Juliana: That is what it's like, there's no way of doing everything.

Vitória: When we're at the hospital, for Fundamentals II, we see how important Pharmacology and Immunology are. What is hard is to understand that, in practice, we'll use everything we've learned in theory.

(Meeting 6 Cohesion Stage)

Rules are inherent to any institution, but are not always welcome. They can be questioned, provided that this is done respectfully and using appropriate arguments. In the group experience presented here, one situation created conflict and clearly broke the group structure. A change in one activity date (meeting 6), decided by some participants, culminated in an absentee rate of more than 30 %. This situation was discussed during meeting 7, readdressing initial appointments.

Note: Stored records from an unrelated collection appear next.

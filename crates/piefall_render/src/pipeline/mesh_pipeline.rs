//! Instanced mesh pipeline
//!
//! Every template's mesh is uploaded once. Each frame, one instance buffer
//! holds the model matrices of all objects grouped by template, and the
//! pass issues one indexed draw per template.

use slotmap::SecondaryMap;
use wgpu::util::DeviceExt;

use piefall_physics::TemplateId;

use super::types::{InstanceRaw, MeshVertex, RenderUniforms};
use crate::error::RenderError;
use crate::geometry::MeshData;
use crate::renderable::InstanceBatches;

/// Format of the depth attachment
pub const DEPTH_FORMAT: wgpu::TextureFormat = wgpu::TextureFormat::Depth32Float;

/// Vertex and index buffers for one template's mesh
pub struct GpuMesh {
    pub vertex_buffer: wgpu::Buffer,
    pub index_buffer: wgpu::Buffer,
    pub index_count: u32,
}

impl GpuMesh {
    /// Upload a mesh to the GPU
    pub fn new(device: &wgpu::Device, label: &str, mesh: &MeshData) -> Self {
        let vertex_buffer = device.create_buffer_init(&wgpu::util::BufferInitDescriptor {
            label: Some(&format!("{} Vertex Buffer", label)),
            contents: bytemuck::cast_slice(&mesh.vertices),
            usage: wgpu::BufferUsages::VERTEX,
        });
        let index_buffer = device.create_buffer_init(&wgpu::util::BufferInitDescriptor {
            label: Some(&format!("{} Index Buffer", label)),
            contents: bytemuck::cast_slice(&mesh.indices),
            usage: wgpu::BufferUsages::INDEX,
        });

        Self {
            vertex_buffer,
            index_buffer,
            index_count: mesh.indices.len() as u32,
        }
    }
}

/// Render pipeline for instanced template meshes
pub struct MeshPipeline {
    /// The render pipeline
    pipeline: wgpu::RenderPipeline,
    /// Uniform buffer
    uniform_buffer: wgpu::Buffer,
    /// Bind group for uniforms
    bind_group: wgpu::BindGroup,
    /// Per-frame instance data
    instance_buffer: wgpu::Buffer,
    max_instances: usize,
    /// Instances written by the last upload
    uploaded_instances: u32,
    /// Uploaded meshes by template
    meshes: SecondaryMap<TemplateId, GpuMesh>,
    /// Depth texture
    depth_texture: Option<wgpu::TextureView>,
    depth_size: (u32, u32),
}

impl MeshPipeline {
    const VERTEX_ATTRIBUTES: [wgpu::VertexAttribute; 2] =
        wgpu::vertex_attr_array![0 => Float32x3, 1 => Float32x3];

    const INSTANCE_ATTRIBUTES: [wgpu::VertexAttribute; 5] = wgpu::vertex_attr_array![
        2 => Float32x4,
        3 => Float32x4,
        4 => Float32x4,
        5 => Float32x4,
        6 => Float32x4,
    ];

    /// Create a new mesh pipeline with room for `max_instances` objects
    pub fn new(
        device: &wgpu::Device,
        surface_format: wgpu::TextureFormat,
        max_instances: usize,
    ) -> Self {
        let bind_group_layout = device.create_bind_group_layout(&wgpu::BindGroupLayoutDescriptor {
            label: Some("Mesh Bind Group Layout"),
            entries: &[
                // Uniforms
                wgpu::BindGroupLayoutEntry {
                    binding: 0,
                    visibility: wgpu::ShaderStages::VERTEX | wgpu::ShaderStages::FRAGMENT,
                    ty: wgpu::BindingType::Buffer {
                        ty: wgpu::BufferBindingType::Uniform,
                        has_dynamic_offset: false,
                        min_binding_size: None,
                    },
                    count: None,
                },
            ],
        });

        let pipeline_layout = device.create_pipeline_layout(&wgpu::PipelineLayoutDescriptor {
            label: Some("Mesh Pipeline Layout"),
            bind_group_layouts: &[&bind_group_layout],
            push_constant_ranges: &[],
        });

        let shader = device.create_shader_module(wgpu::ShaderModuleDescriptor {
            label: Some("Instanced Mesh Shader"),
            source: wgpu::ShaderSource::Wgsl(include_str!("../../shaders/instanced.wgsl").into()),
        });

        let pipeline = device.create_render_pipeline(&wgpu::RenderPipelineDescriptor {
            label: Some("Mesh Pipeline"),
            layout: Some(&pipeline_layout),
            vertex: wgpu::VertexState {
                module: &shader,
                entry_point: Some("vs_main"),
                buffers: &[Self::vertex_buffer_layout(), Self::instance_buffer_layout()],
                compilation_options: wgpu::PipelineCompilationOptions::default(),
            },
            fragment: Some(wgpu::FragmentState {
                module: &shader,
                entry_point: Some("fs_main"),
                targets: &[Some(wgpu::ColorTargetState {
                    format: surface_format,
                    blend: Some(wgpu::BlendState::REPLACE),
                    write_mask: wgpu::ColorWrites::ALL,
                })],
                compilation_options: wgpu::PipelineCompilationOptions::default(),
            }),
            primitive: wgpu::PrimitiveState {
                topology: wgpu::PrimitiveTopology::TriangleList,
                strip_index_format: None,
                front_face: wgpu::FrontFace::Ccw,
                cull_mode: Some(wgpu::Face::Back),
                unclipped_depth: false,
                polygon_mode: wgpu::PolygonMode::Fill,
                conservative: false,
            },
            depth_stencil: Some(wgpu::DepthStencilState {
                format: DEPTH_FORMAT,
                depth_write_enabled: true,
                depth_compare: wgpu::CompareFunction::Less,
                stencil: wgpu::StencilState::default(),
                bias: wgpu::DepthBiasState::default(),
            }),
            multisample: wgpu::MultisampleState {
                count: 1,
                mask: !0,
                alpha_to_coverage_enabled: false,
            },
            multiview: None,
            cache: None,
        });

        let uniform_buffer = device.create_buffer_init(&wgpu::util::BufferInitDescriptor {
            label: Some("Mesh Uniform Buffer"),
            contents: bytemuck::bytes_of(&RenderUniforms::default()),
            usage: wgpu::BufferUsages::UNIFORM | wgpu::BufferUsages::COPY_DST,
        });

        let bind_group = device.create_bind_group(&wgpu::BindGroupDescriptor {
            label: Some("Mesh Bind Group"),
            layout: &bind_group_layout,
            entries: &[
                wgpu::BindGroupEntry {
                    binding: 0,
                    resource: uniform_buffer.as_entire_binding(),
                },
            ],
        });

        let max_instances = max_instances.max(1);
        let instance_buffer = device.create_buffer(&wgpu::BufferDescriptor {
            label: Some("Instance Buffer"),
            size: (std::mem::size_of::<InstanceRaw>() * max_instances) as wgpu::BufferAddress,
            usage: wgpu::BufferUsages::VERTEX | wgpu::BufferUsages::COPY_DST,
            mapped_at_creation: false,
        });

        Self {
            pipeline,
            uniform_buffer,
            bind_group,
            instance_buffer,
            max_instances,
            uploaded_instances: 0,
            meshes: SecondaryMap::new(),
            depth_texture: None,
            depth_size: (0, 0),
        }
    }

    /// Get the vertex buffer layout for MeshVertex
    fn vertex_buffer_layout() -> wgpu::VertexBufferLayout<'static> {
        wgpu::VertexBufferLayout {
            array_stride: std::mem::size_of::<MeshVertex>() as wgpu::BufferAddress,
            step_mode: wgpu::VertexStepMode::Vertex,
            attributes: &Self::VERTEX_ATTRIBUTES,
        }
    }

    /// Get the per-instance buffer layout for InstanceRaw
    fn instance_buffer_layout() -> wgpu::VertexBufferLayout<'static> {
        wgpu::VertexBufferLayout {
            array_stride: std::mem::size_of::<InstanceRaw>() as wgpu::BufferAddress,
            step_mode: wgpu::VertexStepMode::Instance,
            attributes: &Self::INSTANCE_ATTRIBUTES,
        }
    }

    /// Upload (or replace) the mesh for a template
    pub fn upload_mesh(&mut self, device: &wgpu::Device, template: TemplateId, label: &str, mesh: &MeshData) {
        let gpu_mesh = GpuMesh::new(device, label, mesh);
        log::info!(
            "Uploaded mesh '{}': {} vertices, {} triangles",
            label,
            mesh.vertex_count(),
            mesh.triangle_count()
        );
        self.meshes.insert(template, gpu_mesh);
    }

    /// Check whether a template's mesh is on the GPU
    pub fn has_mesh(&self, template: TemplateId) -> bool {
        self.meshes.contains_key(template)
    }

    /// Maximum number of instances drawn per frame
    pub fn max_instances(&self) -> usize {
        self.max_instances
    }

    /// Update uniforms
    pub fn update_uniforms(&self, queue: &wgpu::Queue, uniforms: &RenderUniforms) {
        queue.write_buffer(&self.uniform_buffer, 0, bytemuck::bytes_of(uniforms));
    }

    /// Write this frame's instances, dropping any beyond capacity
    ///
    /// Returns the number of instances written.
    pub fn upload_instances(&mut self, queue: &wgpu::Queue, batches: &InstanceBatches) -> usize {
        let count = batches.instances.len().min(self.max_instances);
        if count < batches.instances.len() {
            log::warn!(
                "{} instances exceed capacity {}, dropping the rest",
                batches.instances.len(),
                self.max_instances
            );
        }
        if count > 0 {
            queue.write_buffer(
                &self.instance_buffer,
                0,
                bytemuck::cast_slice(&batches.instances[..count]),
            );
        }
        self.uploaded_instances = count as u32;
        count
    }

    /// Ensure depth texture exists and is the right size
    pub fn ensure_depth_texture(&mut self, device: &wgpu::Device, width: u32, height: u32) {
        if self.depth_texture.is_none() || self.depth_size != (width, height) {
            let depth_texture = device.create_texture(&wgpu::TextureDescriptor {
                label: Some("Depth Texture"),
                size: wgpu::Extent3d {
                    width: width.max(1),
                    height: height.max(1),
                    depth_or_array_layers: 1,
                },
                mip_level_count: 1,
                sample_count: 1,
                dimension: wgpu::TextureDimension::D2,
                format: DEPTH_FORMAT,
                usage: wgpu::TextureUsages::RENDER_ATTACHMENT,
                view_formats: &[],
            });

            self.depth_texture = Some(depth_texture.create_view(&wgpu::TextureViewDescriptor::default()));
            self.depth_size = (width, height);
        }
    }

    /// Clear the target and draw every uploaded instance
    ///
    /// Batches whose template has no mesh yet are skipped. With no instances
    /// the pass still runs, so the frame is cleared.
    pub fn render(
        &self,
        encoder: &mut wgpu::CommandEncoder,
        view: &wgpu::TextureView,
        batches: &InstanceBatches,
        clear_color: wgpu::Color,
    ) -> Result<(), RenderError> {
        let depth_view = self.depth_texture.as_ref().ok_or_else(|| {
            RenderError::Other("depth texture not created, call ensure_depth_texture first".to_string())
        })?;

        let mut render_pass = encoder.begin_render_pass(&wgpu::RenderPassDescriptor {
            label: Some("Mesh Pass"),
            color_attachments: &[Some(wgpu::RenderPassColorAttachment {
                view,
                resolve_target: None,
                ops: wgpu::Operations {
                    load: wgpu::LoadOp::Clear(clear_color),
                    store: wgpu::StoreOp::Store,
                },
            })],
            depth_stencil_attachment: Some(wgpu::RenderPassDepthStencilAttachment {
                view: depth_view,
                depth_ops: Some(wgpu::Operations {
                    load: wgpu::LoadOp::Clear(1.0),
                    store: wgpu::StoreOp::Store,
                }),
                stencil_ops: None,
            }),
            timestamp_writes: None,
            occlusion_query_set: None,
        });

        if self.uploaded_instances == 0 {
            return Ok(());
        }

        render_pass.set_pipeline(&self.pipeline);
        render_pass.set_bind_group(0, &self.bind_group, &[]);
        render_pass.set_vertex_buffer(1, self.instance_buffer.slice(..));

        for batch in &batches.batches {
            let Some(mesh) = self.meshes.get(batch.template) else {
                continue;
            };
            let end = batch.range.end.min(self.uploaded_instances);
            if batch.range.start >= end {
                continue;
            }
            render_pass.set_vertex_buffer(0, mesh.vertex_buffer.slice(..));
            render_pass.set_index_buffer(mesh.index_buffer.slice(..), wgpu::IndexFormat::Uint32);
            render_pass.draw_indexed(0..mesh.index_count, 0, batch.range.start..end);
        }

        Ok(())
    }
}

The participants considered this moment as a landmark, at which they positively learned how to live better with established principles. This learning was not restricted to those specific meetings, but, according to the students, it was extended to any other situation in which they would be confronted with standards in any other institution.

Coordinator:.(...) We are part of an institution, this group is inserted in an institution, there are rules for its functioning. Does anyone want to remind us which?

Vitória: Arrive on time, not arrive late.

Marina: If you're absent three times you're out.

Coordinator: As students you also have to obey some rules.

Juliana: I wanted to leave after the group. But I can't because I have to mark my presence in Immunology class.

Coordinator: When you are nurses you'll have to comply with times, assume responsibility for the aids, people who will work with you.

(Meeting 4 Orientation Stage)

Marina: So, at that time, when we went to ask to postpone the group, it was high time, I had already asked the Immunology teacher and she really scorned us. Then I remembered that I had to warn you, that the girls and I could not come to the group, because we were going to distribute pamphlets and sell entry tickets to our party at the university restaurant.

Juliana: I was at the university restaurant, I ate quickly, then I was told that there wouldn't be any group today. I didn't miss it at that moment, but later it seemed that something was missing.

Coordinator: Can you perceive what happens when we change the time, the day, without any prevision? The group already has its own day. (At that moment they were talking about the party).

(Meeting 6 Cohesion Stage)

The structuring of the setting is the search to organize themselves as people living in a group, who can produce something or allow something to "be" within a certain time frame. The fact that a group gets structured, organized, establishes its objectives, inevitably gives rise to authority(16). Therefore, as soon as a group's spontaneous structuring process is started, a collective function appears, which is a power to regulate and control conducts.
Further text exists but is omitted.